The Turks had launched two F‑16s quite a bit ear­lier than the time we’re talk­ing about, from Diyarbakir, a major base for the Turk­ish Air Force about two hun­dred and fifty miles away, to loi­ter just in from the Mediter­ranean over a moun­tain­ous area that was about twen­ty-five miles north of this bor­der cross­ing. Inter­est­ingly, they arrived in that area to loi­ter just about the time that the Russ­ian pilots were being assigned their tar­gets, and the F‑16s loi­tered over that moun­tain­ous area for about an hour and fif­teen min­utes.

Here’s the cru­cial thing. They were not loi­ter­ing up at high altitude—say twen­ty to thir­ty thou­sand feet—to con­serve fuel, which is where you would nor­mally be loi­ter­ing if you were sim­ply doing a rou­tine bor­der patrol. They were loi­ter­ing quite low, at about sev­en thou­sand five hun­dred to eight thou­sand feet, which, first of all, is below the cov­er­age of the Syr­ian and Russ­ian radars that were down around Latakia, and which is a very fuel-inef­fi­cient alti­tude to loi­ter. You suck up a lot of gas down at those low alti­tudes.

That tells you right away, if they hung out there for sev­en­ty-five min­utes, they must’ve been tanked on the way in to that mis­sion, because they were quite far from their home base—two hun­dred and fifty miles—so they must’ve topped up on fuel to have enough to even last for an hour and a quar­ter at this inef­fi­cient low alti­tude.

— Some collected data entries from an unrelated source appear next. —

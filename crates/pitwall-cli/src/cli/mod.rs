//! CLI entry and dispatch.

use std::path::PathBuf;

use anyhow::{Context, Result};
use clap::Parser;
use pitwall_core::{config, logging};

mod commands;

#[derive(Parser)]
#[command(name = "pitwall")]
#[command(version)]
#[command(about = "Race-engineer themed interactive shell")]
struct Cli {
    #[command(subcommand)]
    command: Option<Commands>,

    /// Skip the start-lights sequence
    #[arg(long)]
    no_boot: bool,

    /// Refuse to forward unknown commands to the OS shell
    #[arg(long)]
    no_shell: bool,

    /// Seed for tyre picks, quotes and the start hold
    #[arg(long, value_name = "N", env = "PITWALL_SEED")]
    seed: Option<u64>,

    /// Driver name shown in the prompt (default: config, then $USER)
    #[arg(long, value_name = "NAME")]
    driver: Option<String>,

    /// Starting directory (default: current directory)
    #[arg(long, value_name = "PATH")]
    dir: Option<PathBuf>,
}

#[derive(clap::Subcommand)]
enum Commands {
    /// Inspect configuration
    Config {
        #[command(subcommand)]
        command: ConfigCommands,
    },
}

#[derive(clap::Subcommand)]
enum ConfigCommands {
    /// Show the path to the config file
    Path,
    /// Print the effective configuration as TOML
    Show,
    /// Print the commented default config template
    Template,
}

pub fn run() -> Result<()> {
    let cli = Cli::parse();
    logging::init();

    let mut config = config::Config::load().context("load config")?;
    if let Some(driver) = cli.driver.as_deref().map(str::trim) {
        if !driver.is_empty() {
            config.driver = driver.to_uppercase();
        }
    }
    if cli.no_boot {
        config.boot = false;
    }
    if cli.no_shell {
        config.shell.enabled = false;
    }

    match cli.command {
        Some(Commands::Config { command }) => match command {
            ConfigCommands::Path => {
                commands::config::path();
                Ok(())
            }
            ConfigCommands::Show => commands::config::show(&config),
            ConfigCommands::Template => {
                commands::config::template();
                Ok(())
            }
        },
        None => commands::session::run(
            &commands::session::SessionOptions {
                seed: cli.seed,
                dir: cli.dir,
            },
            &config,
        ),
    }
}
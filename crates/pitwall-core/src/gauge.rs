//! Bar and size formatting for telemetry and listings.

use crate::screen::{Span, Style, Tone};

/// Default bar width in cells.
pub const BAR_WIDTH: usize = 15;

const KIB: u64 = 1024;
const MIB: u64 = 1024 * 1024;

/// Tone for a utilization percentage: green, yellow above 60, red above 85.
pub fn load_tone(percent: f64) -> Tone {
    if percent > 85.0 {
        Tone::Red
    } else if percent > 60.0 {
        Tone::Yellow
    } else {
        Tone::Green
    }
}

/// Renders `percent` (clamped to 0..=100) as a `width`-cell bar.
pub fn bar(percent: f64, width: usize) -> Span {
    let percent = if percent.is_nan() {
        0.0
    } else {
        percent.clamp(0.0, 100.0)
    };
    let filled = ((percent / 100.0) * width as f64).floor() as usize;
    let filled = filled.min(width);
    let text = format!("{}{}", "█".repeat(filled), "░".repeat(width - filled));
    Span::styled(text, Style::new().fg(load_tone(percent)))
}

/// Coarse human-readable size: bytes, then KB and MB with one decimal.
pub fn format_size(bytes: u64) -> String {
    if bytes < KIB {
        format!("{bytes} B")
    } else if bytes < MIB {
        format!("{:.1} KB", bytes as f64 / KIB as f64)
    } else {
        format!("{:.1} MB", bytes as f64 / MIB as f64)
    }
}

#[cfg(test)]
mod tests {
    use super::*;

    #[test]
    fn test_bar_fills_proportionally() {
        let span = bar(40.0, 15);
        assert_eq!(span.text, format!("{}{}", "█".repeat(6), "░".repeat(9)));
        assert_eq!(span.style.fg, Some(Tone::Green));
    }

    #[test]
    fn test_bar_clamps_out_of_range() {
        assert_eq!(bar(140.0, 10).text, "█".repeat(10));
        assert_eq!(bar(-5.0, 10).text, "░".repeat(10));
        assert_eq!(bar(f64::NAN, 4).text, "░".repeat(4));
    }

    #[test]
    fn test_load_tone_thresholds() {
        assert_eq!(load_tone(60.0), Tone::Green);
        assert_eq!(load_tone(60.5), Tone::Yellow);
        assert_eq!(load_tone(85.0), Tone::Yellow);
        assert_eq!(load_tone(85.1), Tone::Red);
    }

    #[test]
    fn test_format_size_classes() {
        assert_eq!(format_size(0), "0 B");
        assert_eq!(format_size(1023), "1023 B");
        assert_eq!(format_size(1024), "1.0 KB");
        assert_eq!(format_size(1536), "1.5 KB");
        assert_eq!(format_size(1024 * 1024 - 1), "1024.0 KB");
        assert_eq!(format_size(1024 * 1024), "1.0 MB");
        assert_eq!(format_size(5 * 1024 * 1024 + 512 * 1024), "5.5 MB");
    }
}
//! Display model to terminal text.
//!
//! Spans become crossterm-styled strings; tables and panels are laid out by
//! comfy-table, which measures the pre-styled cells without their escape
//! codes.

use comfy_table::{Cell, CellAlignment, ContentArrangement, modifiers, presets};
use crossterm::style::{Color, ContentStyle, Stylize};
use pitwall_core::screen::{Align, Line, Panel, Span, Style, Table, Tone};

fn color(tone: Tone) -> Color {
    match tone {
        Tone::Red => Color::Red,
        Tone::Green => Color::Green,
        Tone::Yellow => Color::Yellow,
        Tone::Blue => Color::Blue,
        Tone::Cyan => Color::Cyan,
        Tone::Magenta => Color::Magenta,
        Tone::White => Color::White,
        Tone::Grey => Color::DarkGrey,
        Tone::Orange => Color::Rgb {
            r: 255,
            g: 135,
            b: 0,
        },
        Tone::Gold => Color::Rgb {
            r: 255,
            g: 215,
            b: 0,
        },
        Tone::Violet => Color::Rgb {
            r: 175,
            g: 95,
            b: 255,
        },
    }
}

fn content_style(style: Style) -> ContentStyle {
    let mut out = ContentStyle::new();
    if let Some(fg) = style.fg {
        out = out.with(color(fg));
    }
    if let Some(bg) = style.bg {
        out = out.on(color(bg));
    }
    if style.bold {
        out = out.bold();
    }
    if style.dim {
        out = out.dim();
    }
    if style.italic {
        out = out.italic();
    }
    out
}

/// Text of `span`, wrapped in escape codes when `styled`.
pub fn paint(span: &Span, styled: bool) -> String {
    if !styled || span.style == Style::default() || span.text.is_empty() {
        return span.text.clone();
    }
    content_style(span.style).apply(span.text.as_str()).to_string()
}

pub fn line(line: &Line, styled: bool) -> String {
    line.spans.iter().map(|s| paint(s, styled)).collect()
}

fn heading(text: &str, tone: Tone, styled: bool) -> String {
    paint(
        &Span::styled(text, Style::new().fg(tone).bold().italic()),
        styled,
    )
}

fn alignment(align: Align) -> CellAlignment {
    match align {
        Align::Left => CellAlignment::Left,
        Align::Center => CellAlignment::Center,
        Align::Right => CellAlignment::Right,
    }
}

fn new_table(styled: bool) -> comfy_table::Table {
    let mut table = comfy_table::Table::new();
    if !styled {
        table.force_no_tty();
    }
    table
}

/// Title line plus a rounded, fully ruled table.
pub fn table(table: &Table, styled: bool) -> String {
    let mut out = new_table(styled);
    out.load_preset(presets::UTF8_FULL_CONDENSED)
        .apply_modifier(modifiers::UTF8_ROUND_CORNERS)
        .set_content_arrangement(ContentArrangement::Dynamic)
        .set_header(table.columns.iter().map(|c| {
            paint(
                &Span::styled(c.header.as_str(), Style::new().fg(table.border).bold()),
                styled,
            )
        }));

    for row in &table.rows {
        out.add_row(row.iter().map(|span| paint(span, styled)));
    }
    for (idx, column) in table.columns.iter().enumerate() {
        if let Some(col) = out.column_mut(idx) {
            col.set_cell_alignment(alignment(column.align));
        }
    }

    let mut text = String::new();
    if let Some(title) = &table.title {
        text.push_str(&heading(title, table.border, styled));
        text.push('\n');
    }
    text.push_str(&out.to_string());
    text
}

/// Framed block: title on top, body lines, subtitle bottom right.
pub fn panel(panel: &Panel, styled: bool) -> String {
    let mut out = new_table(styled);
    out.load_preset(presets::UTF8_BORDERS_ONLY)
        .apply_modifier(modifiers::UTF8_ROUND_CORNERS);
    match panel.width {
        Some(width) => {
            out.set_width(width)
                .set_content_arrangement(ContentArrangement::Dynamic);
        }
        None => {
            out.set_content_arrangement(ContentArrangement::Disabled);
        }
    }

    if let Some(title) = &panel.title {
        out.add_row(vec![
            Cell::new(heading(title, panel.border, styled)).set_alignment(CellAlignment::Center),
        ]);
    }
    for body in &panel.body {
        out.add_row(vec![line(body, styled)]);
    }
    if let Some(subtitle) = &panel.subtitle {
        let text = paint(&Span::styled(subtitle.as_str(), Style::new().dim()), styled);
        out.add_row(vec![Cell::new(text).set_alignment(CellAlignment::Right)]);
    }
    out.to_string()
}

#[cfg(test)]
mod tests {
    use pitwall_core::screen::Column;

    use super::*;

    #[test]
    fn test_paint_plain_when_unstyled() {
        let span = Span::styled("SOFT", Style::new().fg(Tone::Red).bold());
        assert_eq!(paint(&span, false), "SOFT");
    }

    #[test]
    fn test_paint_emits_escape_codes_when_styled() {
        let span = Span::styled("SOFT", Style::new().fg(Tone::Red));
        let painted = paint(&span, true);
        assert!(painted.contains("\u{1b}["));
        assert!(painted.contains("SOFT"));
    }

    #[test]
    fn test_table_renders_title_header_and_cells() {
        let mut t = Table::new(vec![
            Column::new("Pos"),
            Column::new("Load (Size)").align(Align::Right),
        ])
        .title("TRACK LIMITS (garage)");
        t.add_row(vec![Span::plain("1"), Span::plain("12 B")]);
        let text = table(&t, false);

        let mut lines = text.lines();
        assert_eq!(lines.next(), Some("TRACK LIMITS (garage)"));
        assert!(text.contains("Pos"));
        assert!(text.contains("12 B"));
        assert!(!text.contains('\u{1b}'));
    }

    #[test]
    fn test_panel_renders_title_body_and_subtitle() {
        let p = Panel::new(vec![Line::plain("Engine Map (CPU)"), Line::blank()])
            .title("VF-24 TELEMETRY")
            .subtitle("Chassis: Linux")
            .width(60);
        let text = panel(&p, false);
        assert!(text.contains("VF-24 TELEMETRY"));
        assert!(text.contains("Engine Map (CPU)"));
        assert!(text.contains("Chassis: Linux"));
        assert!(text.lines().all(|l| l.chars().count() <= 60));
    }
}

The Turk­ish Air Force does have a num­ber of Amer­i­can tankers that they own, so they cer­tainly could’ve and almost beyond a shad­ow of a doubt did tank these F‑16s before this whole engage­ment.

They’re hang­ing out at low alti­tude over this moun­tain­ous area north of the bor­der, and it’s now about a quar­ter after ten. The Russ­ian fight­ers, the Su-24s, are just fin­ish­ing their race­track pat­tern after their first strike and are about to re-attack from this hold­ing posi­tion well east of the tar­get. At that point, the two F‑16s break out of their loi­ter pat­terns to fly in a straight line south, quite cer­tainly under Turk­ish ground con­trol because they clear­ly are not hunt­ing for the Su-24s and fol­low­ing a curved path, they’re head­ing straight for an inter­cept point that appar­ently ground con­trol has pro­vided them—a point that’s very close to the tar­get that the Su-24s have just bombed. That’s clear­ly the point they’re com­ing back to bomb again.

The F‑16s arrive quite nice­ly and pre­cisely timed to a mis­sile-shoot­ing posi­tion very near the bor­der and three to four miles from the sec­ond Su-24—who has just fin­ished bomb­ing his sec­ond target—at about ten twen­ty-four. One of the F‑16s locks onto him, launch­es a missile—an infrared mis­sile accord­ing to the Russians—and imme­di­ately dives down to get back under the Syr­ian radar cov­er­age. The F‑16 makes a hard div­ing right turn and is back down under eight thou­sand feet in no time at all and head­ing north away from the scene of the engage­ment. In that turn he actu­ally is pen­e­trat­ing Syr­ian air­space before he heads north to go home to Diyarbakir, prob­a­bly at that point out of fuel and hook­ing up with a tanker again in order to make it home.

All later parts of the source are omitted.